_What you will do_
When the line containing "pub fn kira_pool(manager: &AudioManager, root: &Path)" appears in the entries below, begin printing there and stop after the line containing "let se = KiraChannel::new(manager, root, false)?;"; print each of those lines exactly and no other line.

• • • • •

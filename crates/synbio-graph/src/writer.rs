//! Transactional, idempotent writes of record trees.
//!
//! Every write is one transaction. Nodes are MERGEd on `(label, properties)`
//! and edges on `(parent, child, type, index)`, so re-writing a tree adds
//! nothing and overlapping trees merge onto shared nodes.

use synbio_core::{ConstraintError, Record};

use crate::plan::WritePlan;
use crate::store::{GraphStore, NodeHandle, StoreError, StoreTxn};

/// Why a write failed. Nothing from a failed write is committed.
#[derive(Debug, thiserror::Error)]
pub enum WriteError {
    #[error("Graph store connection error: {0}")]
    Connection(String),

    #[error("Invalid record tree: {0}")]
    Constraint(#[from] ConstraintError),

    #[error("Graph transaction rejected: {0}")]
    Transaction(String),
}

impl WriteError {
    /// Whether retrying the same tree could succeed.
    pub fn is_retryable(&self) -> bool {
        !matches!(self, Self::Constraint(_))
    }
}

impl From<StoreError> for WriteError {
    fn from(err: StoreError) -> Self {
        match err {
            StoreError::Unavailable(msg) => Self::Connection(msg),
            StoreError::Rejected(msg) => Self::Transaction(msg),
        }
    }
}

/// Upserts issued by a committed write. These count statements, not newly
/// created graph elements: a repeated write reports the same numbers.
#[derive(Debug, Clone, Copy, Default, PartialEq, Eq)]
pub struct WriteSummary {
    pub node_upserts: usize,
    pub edge_upserts: usize,
}

/// Writes record trees into a graph store.
pub struct GraphWriter<S> {
    store: S,
}

impl<S: GraphStore> GraphWriter<S> {
    pub fn new(store: S) -> Self {
        Self { store }
    }

    pub fn store(&self) -> &S {
        &self.store
    }

    /// Release the writer and hand back its store.
    pub fn into_inner(self) -> S {
        self.store
    }

    /// Write `root` and all its descendants in one transaction.
    ///
    /// The tree is validated before the store is touched. Any failed upsert
    /// rolls the transaction back. Store failures keep the store's own
    /// classification: unreachable is a connection error, rejected is a
    /// transaction error, whether it happens at begin, mid-tree or commit.
    pub async fn write(&self, root: &Record) -> Result<WriteSummary, WriteError> {
        let plan = WritePlan::build(root)?;

        let mut txn = self.store.begin().await?;

        match apply(&mut txn, &plan).await {
            Ok(summary) => {
                txn.commit().await?;
                tracing::debug!(
                    label = %root.label,
                    nodes = summary.node_upserts,
                    edges = summary.edge_upserts,
                    "Committed record tree"
                );
                Ok(summary)
            }
            Err(err) => {
                if let Err(rollback_err) = txn.rollback().await {
                    tracing::warn!(
                        label = %root.label,
                        error = %rollback_err,
                        "Rollback failed after aborted write"
                    );
                }
                Err(err.into())
            }
        }
    }
}

/// Issue the plan's upserts in order. Each step's parent slot resolves to
/// the handle returned by that parent's own node upsert.
async fn apply<T: StoreTxn>(txn: &mut T, plan: &WritePlan<'_>) -> Result<WriteSummary, StoreError> {
    let mut handles: Vec<NodeHandle> = Vec::with_capacity(plan.node_upserts());
    let mut summary = WriteSummary::default();

    for step in plan.steps() {
        let handle = txn
            .merge_node(&step.record.label, &step.record.properties)
            .await?;
        summary.node_upserts += 1;

        if let Some(attachment) = step.parent {
            let parent = &handles[attachment.slot];
            txn.merge_edge(parent, &handle, attachment.relation, attachment.index as i64)
                .await?;
            summary.edge_upserts += 1;
        }

        handles.push(handle);
    }

    Ok(summary)
}
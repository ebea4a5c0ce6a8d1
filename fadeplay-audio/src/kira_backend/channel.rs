use std::collections::BTreeMap;
use std::path::{Path, PathBuf};

use anyhow::{anyhow, Context};
use fadeplay_core::{ChannelStatus, PlaybackId};
use kira::effect::filter::FilterHandle;
use kira::sound::static_sound::{StaticSoundData, StaticSoundHandle, StaticSoundSettings};
use kira::sound::{PlaybackState, Region};
use kira::track::TrackHandle;
use kira::{Decibels, Mix, Tween};

use super::AudioManager;
use crate::{AudioChannel, ChannelPool};

/// Linear amplitude to the decibel scale kira expects.
fn amplitude_to_decibels(volume: f32) -> Decibels {
    if volume <= 0.001 {
        Decibels::SILENCE
    } else {
        Decibels(20.0 * volume.log10())
    }
}

/// One sub-track of the kira mixer.
///
/// Cues are files named `<root>/<cue sheet>/<cue>.<ext>`. Every control
/// drives the wet mix of the track's filter.
pub struct KiraChannel {
    track: TrackHandle,
    filter: FilterHandle,
    root: PathBuf,
    looping: bool,
    handle: Option<StaticSoundHandle>,
    volume: f32,
    paused: bool,
    cue_sheet: Option<String>,
    controls: BTreeMap<String, f32>,
    next_playback: u32,
}

impl KiraChannel {
    pub fn new(manager: &AudioManager, root: impl Into<PathBuf>, looping: bool) -> anyhow::Result<Self> {
        let (track, filter) = manager.add_channel_track()?;
        Ok(Self {
            track,
            filter,
            root: root.into(),
            looping,
            handle: None,
            volume: 0.0,
            paused: false,
            cue_sheet: None,
            controls: BTreeMap::new(),
            next_playback: 0,
        })
    }

    fn resolve(&self, cue_name: &str) -> anyhow::Result<PathBuf> {
        let sheet = self
            .cue_sheet
            .as_deref()
            .ok_or_else(|| anyhow!("no cue sheet set before playing {}", cue_name))?;

        let pattern = self
            .root
            .join(glob::Pattern::escape(sheet))
            .join(format!("{}.*", glob::Pattern::escape(cue_name)));
        let pattern = pattern.to_string_lossy();

        glob::glob(&pattern)?
            .filter_map(Result::ok)
            .next()
            .ok_or_else(|| anyhow!("no file for cue {} in {}", cue_name, sheet))
    }
}

impl AudioChannel for KiraChannel {
    fn play(&mut self, cue_name: &str) -> anyhow::Result<PlaybackId> {
        let path = self.resolve(cue_name)?;
        let data = StaticSoundData::from_file(&path)
            .with_context(|| format!("loading {}", path.display()))?;

        let loop_region = self.looping.then_some(Region::default());
        let settings = StaticSoundSettings::new()
            .volume(amplitude_to_decibels(self.volume))
            .loop_region(loop_region);

        let handle = self
            .track
            .play(data.with_settings(settings))
            .map_err(|e| anyhow!("failed to play {}: {:?}", cue_name, e))?;
        log::info!("playing {} from {}", cue_name, path.display());

        if let Some(mut old) = self.handle.replace(handle) {
            old.stop(Tween::default());
        }
        self.paused = false;

        let id = PlaybackId(self.next_playback);
        self.next_playback += 1;
        Ok(id)
    }

    fn stop(&mut self) {
        if let Some(mut handle) = self.handle.take() {
            handle.stop(Tween::default());
        }
    }

    fn pause(&mut self, paused: bool) {
        self.paused = paused;
        if let Some(handle) = self.handle.as_mut() {
            if paused {
                handle.pause(Tween::default());
            } else {
                handle.resume(Tween::default());
            }
        }
    }

    fn is_paused(&self) -> bool {
        self.paused
    }

    fn status(&self) -> ChannelStatus {
        match self.handle.as_ref().map(StaticSoundHandle::state) {
            Some(PlaybackState::Stopped) | None => ChannelStatus::Stopped,
            Some(_) => ChannelStatus::Playing,
        }
    }

    fn volume(&self) -> f32 {
        self.volume
    }

    fn set_volume(&mut self, volume: f32) {
        self.volume = volume;
        if let Some(handle) = self.handle.as_mut() {
            handle.set_volume(amplitude_to_decibels(volume), Tween::default());
        }
    }

    fn control_value(&self, name: &str) -> Option<f32> {
        self.controls.get(name).copied()
    }

    fn set_control_value(&mut self, name: &str, value: f32) {
        self.controls.insert(name.to_string(), value);
        self.filter.set_mix(Mix(value), Tween::default());
    }

    fn cue_sheet(&self) -> Option<&str> {
        self.cue_sheet.as_deref()
    }

    fn set_cue_sheet(&mut self, bank: &str) {
        self.cue_sheet = Some(bank.to_string());
    }
}

/// Looping BGM channels and a one-shot SE channel, all reading cues under `root`.
pub fn kira_pool(manager: &AudioManager, root: &Path) -> anyhow::Result<ChannelPool<KiraChannel>> {
    let bgm = [
        KiraChannel::new(manager, root, true)?,
        KiraChannel::new(manager, root, true)?,
        KiraChannel::new(manager, root, true)?,
    ];
    let se = KiraChannel::new(manager, root, false)?;
    Ok(ChannelPool::new(bgm, se))
}
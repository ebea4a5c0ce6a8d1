//! Glue together `fadeplay-core` and a pool of playback channels to provide
//! BGM crossfading, pausing and resuming with fades, and sound effect playback.

mod channel;
mod config;
mod control;
mod error;
mod fade;
mod loader;
mod player;
mod pool;
mod record;
pub mod sim;

#[cfg(feature = "kira")]
pub mod kira_backend;

pub use channel::AudioChannel;
pub use config::{LoggerConfig, SoundPlayerConfig, SoundPlayerConfigBuilder, SoundPlayerConfigReader};
pub use control::{ActiveControl, ControlCoordinator};
pub use error::{Result, SoundError};
pub use fade::{FadeCallback, FadeFinish, FadeHandle, FadeTarget};
pub use loader::CueIndexLoader;
pub use player::{CrossFadeOptions, SoundPlayer};
pub use pool::{
    is_full_volume, is_idle, is_paused, is_playing, ChannelPool, BGM_CHANNEL_COUNT,
};
pub use record::{BgmRecords, PlaybackRecord, StopRecord};
/// Arguments of [`SoundPlayer::play_with_cross_fade`] besides the cue and control.
#[derive(Debug, Clone, Copy, PartialEq)]
pub struct CrossFadeOptions {
    pub stop_fade: Duration,
    pub play_fade: Duration,
    /// The caller keeps a paused BGM around on purpose; do not hard-stop it.
    pub paused_source_exists: bool,
    /// Reset the active control when the outgoing channel stops.
    pub should_stop_control: bool,
}

impl Default for CrossFadeOptions {
    fn default() -> Self {
        Self {
            stop_fade: Duration::from_millis(200),
            play_fade: Duration::from_millis(200),
            paused_source_exists: false,
            should_stop_control: true,
        }
    }
}

enum IndexState {
    Loading(CueIndexLoader),
    Ready(CueIndex),
    Failed(String),
}

type Fade<C> = TweenUpdate<FadeTarget, FadeCompletion<C>>;

fn is_audible<C: AudioChannel>(channel: &C) -> bool {
    is_playing(channel) && !channel.is_paused()
}

/// BGM and SE playback over a fixed [`ChannelPool`].
///
/// Every call returns immediately. Fades progress only when the owner calls
/// [`SoundPlayer::update`]; completion callbacks run from there, or
/// synchronously when an interrupting request force-completes them.
pub struct SoundPlayer<C: AudioChannel> {
    pool: ChannelPool<C>,
    index: IndexState,
    fades: TweenScheduler<FadeTarget, FadeCompletion<C>>,
    records: BgmRecords,
    controls: ControlCoordinator,
    config: SoundPlayerConfig,
}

• • • • •

_Task response_
pub fn kira_pool(manager: &AudioManager, root: &Path) -> anyhow::Result<ChannelPool<KiraChannel>> {
    let bgm = [
        KiraChannel::new(manager, root, true)?,
        KiraChannel::new(manager, root, true)?,
        KiraChannel::new(manager, root, true)?,
    ];
    let se = KiraChannel::new(manager, root, false)?;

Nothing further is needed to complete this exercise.